**Items from a data source:**
┏━━

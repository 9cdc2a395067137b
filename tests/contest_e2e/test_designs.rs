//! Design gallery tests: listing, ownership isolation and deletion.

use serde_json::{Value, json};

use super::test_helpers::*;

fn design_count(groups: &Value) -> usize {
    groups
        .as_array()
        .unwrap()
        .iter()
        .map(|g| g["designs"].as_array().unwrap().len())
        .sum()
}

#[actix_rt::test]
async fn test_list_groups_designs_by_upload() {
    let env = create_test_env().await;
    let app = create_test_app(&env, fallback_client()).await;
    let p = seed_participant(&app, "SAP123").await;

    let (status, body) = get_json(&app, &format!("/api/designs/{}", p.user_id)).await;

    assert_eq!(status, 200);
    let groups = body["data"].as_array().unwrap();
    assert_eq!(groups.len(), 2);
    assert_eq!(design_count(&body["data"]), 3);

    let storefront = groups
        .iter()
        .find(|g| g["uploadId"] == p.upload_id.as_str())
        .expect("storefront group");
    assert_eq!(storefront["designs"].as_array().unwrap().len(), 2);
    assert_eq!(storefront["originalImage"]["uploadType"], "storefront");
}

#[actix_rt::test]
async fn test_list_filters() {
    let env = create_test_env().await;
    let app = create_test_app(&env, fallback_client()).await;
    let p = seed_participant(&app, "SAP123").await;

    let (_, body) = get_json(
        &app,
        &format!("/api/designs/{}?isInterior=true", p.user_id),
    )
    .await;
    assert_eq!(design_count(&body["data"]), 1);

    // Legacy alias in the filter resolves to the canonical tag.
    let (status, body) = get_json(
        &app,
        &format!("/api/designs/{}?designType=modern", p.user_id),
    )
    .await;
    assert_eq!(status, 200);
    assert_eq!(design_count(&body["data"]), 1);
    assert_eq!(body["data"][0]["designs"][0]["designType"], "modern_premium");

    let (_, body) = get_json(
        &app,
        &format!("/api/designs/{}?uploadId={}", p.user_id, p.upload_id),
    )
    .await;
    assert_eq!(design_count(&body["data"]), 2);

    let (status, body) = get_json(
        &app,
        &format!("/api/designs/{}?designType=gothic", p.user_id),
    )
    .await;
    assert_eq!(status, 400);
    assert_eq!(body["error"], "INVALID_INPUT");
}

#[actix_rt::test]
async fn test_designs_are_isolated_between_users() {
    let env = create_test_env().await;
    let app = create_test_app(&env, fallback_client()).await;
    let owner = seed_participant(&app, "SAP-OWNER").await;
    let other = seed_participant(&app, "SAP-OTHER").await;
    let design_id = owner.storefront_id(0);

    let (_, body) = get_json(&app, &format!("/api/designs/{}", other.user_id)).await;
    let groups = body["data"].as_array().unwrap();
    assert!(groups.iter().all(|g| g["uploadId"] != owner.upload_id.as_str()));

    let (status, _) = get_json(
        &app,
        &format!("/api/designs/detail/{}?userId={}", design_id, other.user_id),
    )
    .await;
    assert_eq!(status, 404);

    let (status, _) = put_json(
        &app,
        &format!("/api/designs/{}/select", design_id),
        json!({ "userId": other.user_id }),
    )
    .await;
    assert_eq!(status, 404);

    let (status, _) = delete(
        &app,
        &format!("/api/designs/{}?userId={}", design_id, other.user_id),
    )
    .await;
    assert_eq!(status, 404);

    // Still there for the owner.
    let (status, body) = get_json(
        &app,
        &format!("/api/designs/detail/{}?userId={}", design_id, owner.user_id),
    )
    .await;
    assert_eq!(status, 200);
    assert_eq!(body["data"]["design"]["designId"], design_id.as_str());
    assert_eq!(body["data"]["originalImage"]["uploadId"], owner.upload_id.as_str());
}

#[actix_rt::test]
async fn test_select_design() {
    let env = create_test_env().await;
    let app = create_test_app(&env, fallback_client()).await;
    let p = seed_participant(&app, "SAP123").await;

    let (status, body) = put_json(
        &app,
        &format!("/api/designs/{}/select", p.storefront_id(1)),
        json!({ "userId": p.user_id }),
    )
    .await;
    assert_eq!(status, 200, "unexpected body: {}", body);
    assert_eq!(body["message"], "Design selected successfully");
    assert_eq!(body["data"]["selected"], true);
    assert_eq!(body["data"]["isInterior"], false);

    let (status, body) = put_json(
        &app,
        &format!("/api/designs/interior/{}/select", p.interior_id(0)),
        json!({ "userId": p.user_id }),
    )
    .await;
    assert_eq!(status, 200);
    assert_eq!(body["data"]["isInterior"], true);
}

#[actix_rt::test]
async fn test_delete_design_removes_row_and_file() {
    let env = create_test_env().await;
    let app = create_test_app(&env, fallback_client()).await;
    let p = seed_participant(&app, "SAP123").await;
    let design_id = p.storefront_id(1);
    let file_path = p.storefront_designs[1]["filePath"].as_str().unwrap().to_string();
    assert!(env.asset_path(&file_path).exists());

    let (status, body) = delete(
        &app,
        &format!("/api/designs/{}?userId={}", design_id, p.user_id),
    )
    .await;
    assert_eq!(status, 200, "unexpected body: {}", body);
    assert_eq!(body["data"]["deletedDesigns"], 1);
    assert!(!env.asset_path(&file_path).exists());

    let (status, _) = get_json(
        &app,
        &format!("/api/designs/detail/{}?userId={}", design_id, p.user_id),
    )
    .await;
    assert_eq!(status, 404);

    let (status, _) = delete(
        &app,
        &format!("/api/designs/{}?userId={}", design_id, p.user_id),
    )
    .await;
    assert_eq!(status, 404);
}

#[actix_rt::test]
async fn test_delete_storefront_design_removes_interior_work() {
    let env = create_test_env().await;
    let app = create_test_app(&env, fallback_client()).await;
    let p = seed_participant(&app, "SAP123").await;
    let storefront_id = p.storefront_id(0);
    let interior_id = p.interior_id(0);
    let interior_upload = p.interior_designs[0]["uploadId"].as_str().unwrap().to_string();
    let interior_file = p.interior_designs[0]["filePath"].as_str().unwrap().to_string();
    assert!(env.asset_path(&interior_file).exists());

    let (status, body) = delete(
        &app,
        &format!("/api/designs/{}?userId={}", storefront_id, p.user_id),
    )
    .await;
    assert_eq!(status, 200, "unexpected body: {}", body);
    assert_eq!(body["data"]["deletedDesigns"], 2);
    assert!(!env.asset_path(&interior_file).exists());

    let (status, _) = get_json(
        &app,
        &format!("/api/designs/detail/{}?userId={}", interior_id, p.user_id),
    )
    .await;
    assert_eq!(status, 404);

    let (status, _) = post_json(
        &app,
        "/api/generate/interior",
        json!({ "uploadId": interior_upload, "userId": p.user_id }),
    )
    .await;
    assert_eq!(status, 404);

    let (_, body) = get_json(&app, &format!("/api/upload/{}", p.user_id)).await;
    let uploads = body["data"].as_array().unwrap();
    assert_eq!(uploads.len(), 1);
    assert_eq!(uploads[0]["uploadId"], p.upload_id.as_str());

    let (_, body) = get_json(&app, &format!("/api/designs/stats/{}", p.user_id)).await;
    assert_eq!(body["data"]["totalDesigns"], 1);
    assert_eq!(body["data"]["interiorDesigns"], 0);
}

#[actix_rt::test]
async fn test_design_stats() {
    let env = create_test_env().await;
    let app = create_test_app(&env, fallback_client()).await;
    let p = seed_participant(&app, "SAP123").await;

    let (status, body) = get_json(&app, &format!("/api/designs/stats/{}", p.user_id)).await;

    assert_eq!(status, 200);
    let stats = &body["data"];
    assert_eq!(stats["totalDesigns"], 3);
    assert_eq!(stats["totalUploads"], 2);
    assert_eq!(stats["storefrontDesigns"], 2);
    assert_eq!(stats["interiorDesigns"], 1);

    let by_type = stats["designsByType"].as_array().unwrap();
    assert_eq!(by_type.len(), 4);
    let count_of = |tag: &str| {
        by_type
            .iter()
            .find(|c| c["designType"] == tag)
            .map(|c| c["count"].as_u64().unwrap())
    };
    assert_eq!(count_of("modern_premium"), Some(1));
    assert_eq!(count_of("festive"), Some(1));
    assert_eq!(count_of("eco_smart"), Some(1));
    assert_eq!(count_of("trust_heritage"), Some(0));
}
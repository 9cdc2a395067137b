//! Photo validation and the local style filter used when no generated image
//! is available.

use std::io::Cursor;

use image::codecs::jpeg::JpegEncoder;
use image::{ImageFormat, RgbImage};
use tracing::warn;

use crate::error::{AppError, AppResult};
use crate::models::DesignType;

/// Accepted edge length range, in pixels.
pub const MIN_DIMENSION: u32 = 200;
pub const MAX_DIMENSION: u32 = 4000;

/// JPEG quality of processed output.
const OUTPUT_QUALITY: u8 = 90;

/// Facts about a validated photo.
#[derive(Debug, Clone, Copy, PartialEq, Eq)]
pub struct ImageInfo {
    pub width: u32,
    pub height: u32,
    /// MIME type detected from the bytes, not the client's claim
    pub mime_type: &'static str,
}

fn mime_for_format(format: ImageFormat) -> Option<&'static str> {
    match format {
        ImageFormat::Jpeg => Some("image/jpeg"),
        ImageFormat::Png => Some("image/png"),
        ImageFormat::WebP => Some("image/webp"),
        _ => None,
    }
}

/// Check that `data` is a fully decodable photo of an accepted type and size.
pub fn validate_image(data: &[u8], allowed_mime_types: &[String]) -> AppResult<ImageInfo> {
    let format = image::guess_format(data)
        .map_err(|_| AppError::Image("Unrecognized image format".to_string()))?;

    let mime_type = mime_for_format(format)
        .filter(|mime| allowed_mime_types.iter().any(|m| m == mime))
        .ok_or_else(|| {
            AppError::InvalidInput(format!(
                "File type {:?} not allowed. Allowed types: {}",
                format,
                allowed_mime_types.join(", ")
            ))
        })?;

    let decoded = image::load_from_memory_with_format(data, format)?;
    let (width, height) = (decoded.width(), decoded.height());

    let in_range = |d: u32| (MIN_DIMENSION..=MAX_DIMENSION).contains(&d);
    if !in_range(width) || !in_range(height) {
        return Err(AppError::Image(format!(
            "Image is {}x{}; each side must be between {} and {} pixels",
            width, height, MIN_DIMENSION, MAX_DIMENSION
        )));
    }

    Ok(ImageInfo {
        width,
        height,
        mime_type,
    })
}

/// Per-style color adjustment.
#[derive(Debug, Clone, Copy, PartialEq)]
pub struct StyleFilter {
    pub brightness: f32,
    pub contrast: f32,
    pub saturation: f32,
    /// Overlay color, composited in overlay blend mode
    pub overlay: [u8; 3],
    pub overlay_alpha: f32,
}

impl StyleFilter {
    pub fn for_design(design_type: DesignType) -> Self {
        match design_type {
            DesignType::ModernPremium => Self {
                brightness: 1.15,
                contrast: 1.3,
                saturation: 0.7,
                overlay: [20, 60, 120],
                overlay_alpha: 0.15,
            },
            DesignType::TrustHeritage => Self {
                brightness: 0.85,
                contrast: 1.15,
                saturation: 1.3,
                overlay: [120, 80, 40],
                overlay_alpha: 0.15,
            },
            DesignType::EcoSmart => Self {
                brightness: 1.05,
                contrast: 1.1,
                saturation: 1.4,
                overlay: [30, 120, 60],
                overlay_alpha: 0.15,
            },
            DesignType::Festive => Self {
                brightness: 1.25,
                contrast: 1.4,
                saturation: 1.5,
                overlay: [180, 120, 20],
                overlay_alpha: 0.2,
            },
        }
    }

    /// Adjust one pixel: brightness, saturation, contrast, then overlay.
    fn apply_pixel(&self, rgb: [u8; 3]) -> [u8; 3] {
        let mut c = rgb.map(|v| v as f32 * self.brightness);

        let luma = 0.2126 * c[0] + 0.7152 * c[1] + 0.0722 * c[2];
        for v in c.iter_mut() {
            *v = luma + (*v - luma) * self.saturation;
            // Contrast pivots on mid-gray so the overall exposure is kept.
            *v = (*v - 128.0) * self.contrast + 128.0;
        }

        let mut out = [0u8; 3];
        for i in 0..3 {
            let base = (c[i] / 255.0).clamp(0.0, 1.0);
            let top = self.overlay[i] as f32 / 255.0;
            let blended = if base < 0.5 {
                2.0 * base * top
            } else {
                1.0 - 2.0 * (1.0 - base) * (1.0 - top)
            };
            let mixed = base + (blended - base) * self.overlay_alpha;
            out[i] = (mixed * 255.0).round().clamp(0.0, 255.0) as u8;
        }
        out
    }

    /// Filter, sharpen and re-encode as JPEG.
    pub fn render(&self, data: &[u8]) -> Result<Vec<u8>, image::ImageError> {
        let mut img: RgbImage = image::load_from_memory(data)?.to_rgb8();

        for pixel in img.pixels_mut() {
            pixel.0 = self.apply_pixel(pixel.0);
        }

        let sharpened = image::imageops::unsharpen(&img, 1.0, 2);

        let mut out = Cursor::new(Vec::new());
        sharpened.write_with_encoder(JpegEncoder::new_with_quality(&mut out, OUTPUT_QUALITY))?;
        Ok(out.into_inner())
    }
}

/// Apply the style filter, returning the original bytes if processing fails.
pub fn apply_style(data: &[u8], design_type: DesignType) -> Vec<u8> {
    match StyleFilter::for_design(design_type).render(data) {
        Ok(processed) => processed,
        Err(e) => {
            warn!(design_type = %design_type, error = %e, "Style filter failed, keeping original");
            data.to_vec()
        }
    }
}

┗━━

**Task item:**
When a line of the data holds the string "selected", pick it out and copy it.

**Result of the exercise:**
    assert_eq!(body["message"], "Design selected successfully");
    assert_eq!(body["data"]["selected"], true);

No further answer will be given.